//! # Validate Subcommand
//!
//! Runs the structure validator and prints a per-file report followed by
//! the error and warning totals.

use anyhow::Result;

use msapp_validate::{validate_tree, CompanionStatus, FileKind, ValidationReport};

use crate::ProjectContext;

/// Execute the validate subcommand.
///
/// Returns exit code: 0 when no errors were found, 1 otherwise.
pub fn run_validate(ctx: &ProjectContext) -> Result<u8> {
    println!("Canvas app structure validator");
    println!();

    let report = match validate_tree(&ctx.root, &ctx.config) {
        Ok(report) => report,
        Err(e) => {
            println!("ERROR: {e}");
            return Ok(1);
        }
    };

    print_report(&report);

    if report.passed() {
        Ok(0)
    } else {
        Ok(1)
    }
}

fn print_report(report: &ValidationReport) {
    println!("Source files: {}", report.files.len());
    for file in &report.files {
        println!();
        println!("  {}", file.file_name);

        if let Some(err) = &file.load_error {
            println!("    ERROR: {err}");
            continue;
        }

        if let FileKind::Screen { screen_name } = &file.kind {
            println!(
                "    Screen {screen_name}: {} controls found",
                file.controls.len()
            );
            for control in &file.controls {
                println!("      - {} ({})", control.name, control.control_type);
            }
        }
        for error in &file.errors {
            println!("    ERROR: {error}");
        }
        for warning in &file.warnings {
            println!("    WARN: {warning}");
        }
        if file.is_clean() {
            println!("    OK: {} looks good", file.file_name);
        }
    }

    println!();
    println!("Companion files:");
    for companion in &report.companions {
        match &companion.status {
            CompanionStatus::Valid => println!("  OK: {} is valid JSON", companion.file_name),
            CompanionStatus::Invalid { detail } => {
                println!("  FAIL: {}: {detail}", companion.file_name)
            }
            CompanionStatus::Missing => println!(
                "  WARN: {} not found (this might be expected)",
                companion.file_name
            ),
        }
    }

    println!();
    println!("Validation summary");
    println!("  Total errors:   {}", report.total_errors());
    println!("  Total warnings: {}", report.total_warnings());
    println!();

    if report.passed() {
        println!("All files passed basic validation; the app structure is ready for packing.");
    } else {
        println!(
            "Found {} error(s) that need to be fixed.",
            report.total_errors()
        );
    }
}
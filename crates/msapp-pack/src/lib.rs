//! # msapp-pack — Archive Simulator
//!
//! Produces a mock `.msapp` archive from a canvas-app source tree. Nothing
//! is compiled: the archive is a deflated zip holding the source files
//! under `Src/`, the companion metadata files that exist, and a generated
//! `compilation_info.json` describing the run.
//!
//! ## Run Outline
//!
//! 1. Discover source files and load the manifest. Either failing aborts
//!    the run and no archive is written.
//! 2. Apply the content heuristics in [`heuristics`] to each file,
//!    accumulating warnings and errors into a [`CompilationRecord`].
//! 3. Write the archive, even when errors were recorded, so it can be
//!    inspected.
//!
//! The run succeeds iff the record holds no errors.

pub mod archive;
pub mod error;
pub mod heuristics;
pub mod record;
pub mod simulator;

pub use archive::{archive_file_name, ArchiveEntry, COMPILATION_INFO_ENTRY};
pub use error::{PackError, PackResult};
pub use record::{CompilationRecord, CompilationStatus};
pub use simulator::{simulate_pack, PackOutcome};
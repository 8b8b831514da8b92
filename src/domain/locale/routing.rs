// src/domain/locale/routing.rs
//
// Locale-prefixed route contract
//
// Every application path starts with a locale segment ("/ja/...", "/zh-TW/...").
// The segment is the source of truth for the system language on navigation.

use super::languages::canonical_ui_language;

/// Application pages that carry a locale prefix
#[derive(Debug, Clone, Copy, PartialEq, Eq)]
pub enum Route {
    Home,
    Watchlist,
    Search,
    Movie(i64),
}

/// Canonical locale segment at the start of `path`, if it names a UI language.
/// Both the full tag ("ja-JP") and the bare code ("ja") are accepted.
pub fn locale_from_path(path: &str) -> Option<&'static str> {
    let segment = path.trim_start_matches('/').split(['/', '?', '#']).next()?;
    if !(segment.len() == 2 || segment.len() == 5) {
        return None;
    }
    canonical_ui_language(segment)
}

/// Path for `route` under locale `lng`
pub fn localized_route(lng: &str, route: Route) -> String {
    match route {
        Route::Home => format!("/{}", lng),
        Route::Watchlist => format!("/{}/watchlist", lng),
        Route::Search => format!("/{}/search", lng),
        Route::Movie(id) => format!("/{}/movie/{}", lng, id),
    }
}

/// Redirect target for a path lacking a locale prefix, `None` when already prefixed
pub fn ensure_locale_prefix(path: &str, lng: &str) -> Option<String> {
    if locale_from_path(path).is_some() {
        return None;
    }
    if path.is_empty() || path == "/" {
        return Some(format!("/{}", lng));
    }
    if path.starts_with('/') {
        Some(format!("/{}{}", lng, path))
    } else {
        Some(format!("/{}/{}", lng, path))
    }
}

#[cfg(test)]
mod tests {
    use super::*;

    #[test]
    fn test_locale_from_path() {
        assert_eq!(locale_from_path("/ja/movie/42"), Some("ja"));
        assert_eq!(locale_from_path("/zh-TW"), Some("zh-TW"));
        assert_eq!(locale_from_path("/en-us/watchlist"), Some("en"));
        assert_eq!(locale_from_path("/ko?q=x"), Some("ko"));
        assert_eq!(locale_from_path("/fr/watchlist"), None);
        assert_eq!(locale_from_path("/watchlist"), None);
        assert_eq!(locale_from_path("/"), None);
    }

    #[test]
    fn test_localized_route() {
        assert_eq!(localized_route("ja", Route::Home), "/ja");
        assert_eq!(localized_route("ja", Route::Watchlist), "/ja/watchlist");
        assert_eq!(localized_route("zh-TW", Route::Movie(550)), "/zh-TW/movie/550");
        assert_eq!(localized_route("en", Route::Search), "/en/search");
    }

    #[test]
    fn test_ensure_locale_prefix() {
        assert_eq!(ensure_locale_prefix("/", "en").as_deref(), Some("/en"));
        assert_eq!(ensure_locale_prefix("", "en").as_deref(), Some("/en"));
        assert_eq!(
            ensure_locale_prefix("/watchlist", "ko").as_deref(),
            Some("/ko/watchlist")
        );
        assert_eq!(ensure_locale_prefix("/ja/watchlist", "en"), None);
    }
}
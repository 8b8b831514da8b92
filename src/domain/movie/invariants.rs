use super::entity::{MoviePage, PAGE_SIZE};
use crate::domain::{DomainError, DomainResult};

/// Validates all MoviePage invariants
pub fn validate_movie_page(page: &MoviePage) -> DomainResult<()> {
    validate_page_number(page)?;
    validate_result_count(page)?;
    Ok(())
}

/// Pages are 1-based and never exceed total_pages when results exist
fn validate_page_number(page: &MoviePage) -> DomainResult<()> {
    if page.page == 0 {
        return Err(DomainError::InvariantViolation(
            "Page numbers start at 1".to_string(),
        ));
    }
    if page.total_results > 0 && page.page > page.total_pages {
        return Err(DomainError::InvariantViolation(format!(
            "Page {} exceeds total_pages {}",
            page.page, page.total_pages
        )));
    }
    Ok(())
}

fn validate_result_count(page: &MoviePage) -> DomainResult<()> {
    if page.results.len() > PAGE_SIZE {
        return Err(DomainError::InvariantViolation(format!(
            "Page holds {} results, limit is {}",
            page.results.len(),
            PAGE_SIZE
        )));
    }
    Ok(())
}

/// Invariants that must hold true for MoviePage:
///
/// 1. results.len() <= PAGE_SIZE
/// 2. page >= 1
/// 3. page <= total_pages whenever total_results > 0
// src/db/connection.rs
//
// Database connection management
//
// PRINCIPLES:
// - Explicit connection pooling
// - No hidden connection creation
// - Clear error propagation
// - Thread-safe access

use r2d2::{Pool, PooledConnection};
use r2d2_sqlite::SqliteConnectionManager;
use rusqlite::Connection;
use std::path::Path;

use crate::error::{AppError, AppResult};

/// Type alias for connection pool
pub type ConnectionPool = Pool<SqliteConnectionManager>;

/// Type alias for a pooled connection
pub type PooledConn = PooledConnection<SqliteConnectionManager>;

/// Create a connection pool for the database file at `db_path`
///
/// Pool configuration:
/// - Max 4 connections (preference writes are small and rare)
/// - SQLite in WAL mode so reads never wait on a pending write
/// - Busy timeout set to avoid immediate errors
///
/// The parent directory is created when missing.
pub fn create_connection_pool(db_path: &Path) -> AppResult<ConnectionPool> {
    if let Some(parent) = db_path.parent() {
        std::fs::create_dir_all(parent).map_err(AppError::Io)?;
    }

    let manager = SqliteConnectionManager::file(db_path).with_init(|conn| {
        conn.execute_batch(
            "PRAGMA journal_mode = WAL;
             PRAGMA synchronous = NORMAL;
             PRAGMA busy_timeout = 5000;",
        )?;
        Ok(())
    });

    let pool = Pool::builder()
        .max_size(4)
        .build(manager)
        .map_err(|e| AppError::Pool(format!("Failed to create connection pool: {}", e)))?;

    Ok(pool)
}

/// Get a connection from the pool
///
/// This is a convenience wrapper that provides better error messages.
pub fn get_connection(pool: &ConnectionPool) -> AppResult<PooledConn> {
    pool.get()
        .map_err(|e| AppError::Pool(format!("Failed to get database connection: {}", e)))
}

/// Create a standalone connection (for testing)
///
/// This creates an in-memory database, useful for unit tests.
pub fn create_test_connection() -> AppResult<Connection> {
    Connection::open_in_memory().map_err(AppError::Database)
}
// src/error/mod.rs

pub mod types;

pub use types::{AppError, AppResult, CatalogError};
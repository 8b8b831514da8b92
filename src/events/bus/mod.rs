pub mod event_bus;

pub use event_bus::{EventBus, EventLogEntry, SubscriptionId, EVENT_LOG_CAPACITY};
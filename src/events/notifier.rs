// src/events/notifier.rs
//
// Change Notifier - cross-context propagation for persisted stores
//
// A store publishes every local write and listens for writes made by other
// contexts. With `Broadcast`, all stores sharing the bus converge. With
// `Local` there is no other context: publishing and listening do nothing,
// and callers behave exactly the same.

use std::sync::Arc;

use super::bus::{EventBus, SubscriptionId};
use super::types::DomainEvent;

#[derive(Clone, Default)]
pub enum ChangeNotifier {
    /// Publish to and listen on a shared bus
    Broadcast(Arc<EventBus>),
    /// Single execution context
    #[default]
    Local,
}

impl ChangeNotifier {
    pub fn broadcast(bus: Arc<EventBus>) -> Self {
        ChangeNotifier::Broadcast(bus)
    }

    pub fn publish<E>(&self, event: E)
    where
        E: DomainEvent + 'static,
    {
        if let ChangeNotifier::Broadcast(bus) = self {
            bus.emit(event);
        }
    }

    pub fn listen<E, F>(&self, handler: F) -> Option<SubscriptionId>
    where
        E: DomainEvent + 'static,
        F: Fn(&E) + Send + Sync + 'static,
    {
        match self {
            ChangeNotifier::Broadcast(bus) => Some(bus.subscribe::<E, F>(handler)),
            ChangeNotifier::Local => None,
        }
    }

    pub fn unlisten(&self, id: SubscriptionId) {
        if let ChangeNotifier::Broadcast(bus) = self {
            bus.unsubscribe(id);
        }
    }
}

impl std::fmt::Debug for ChangeNotifier {
    fn fmt(&self, f: &mut std::fmt::Formatter<'_>) -> std::fmt::Result {
        match self {
            ChangeNotifier::Broadcast(_) => f.write_str("ChangeNotifier::Broadcast"),
            ChangeNotifier::Local => f.write_str("ChangeNotifier::Local"),
        }
    }
}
+ + + + + + +
**Exercise requirements**. Wherever "routing" occurs in the records above, copy the line it sits in.

**Finished exercise**.
filename src/domain/locale/routing.rs
// src/domain/locale/routing.rs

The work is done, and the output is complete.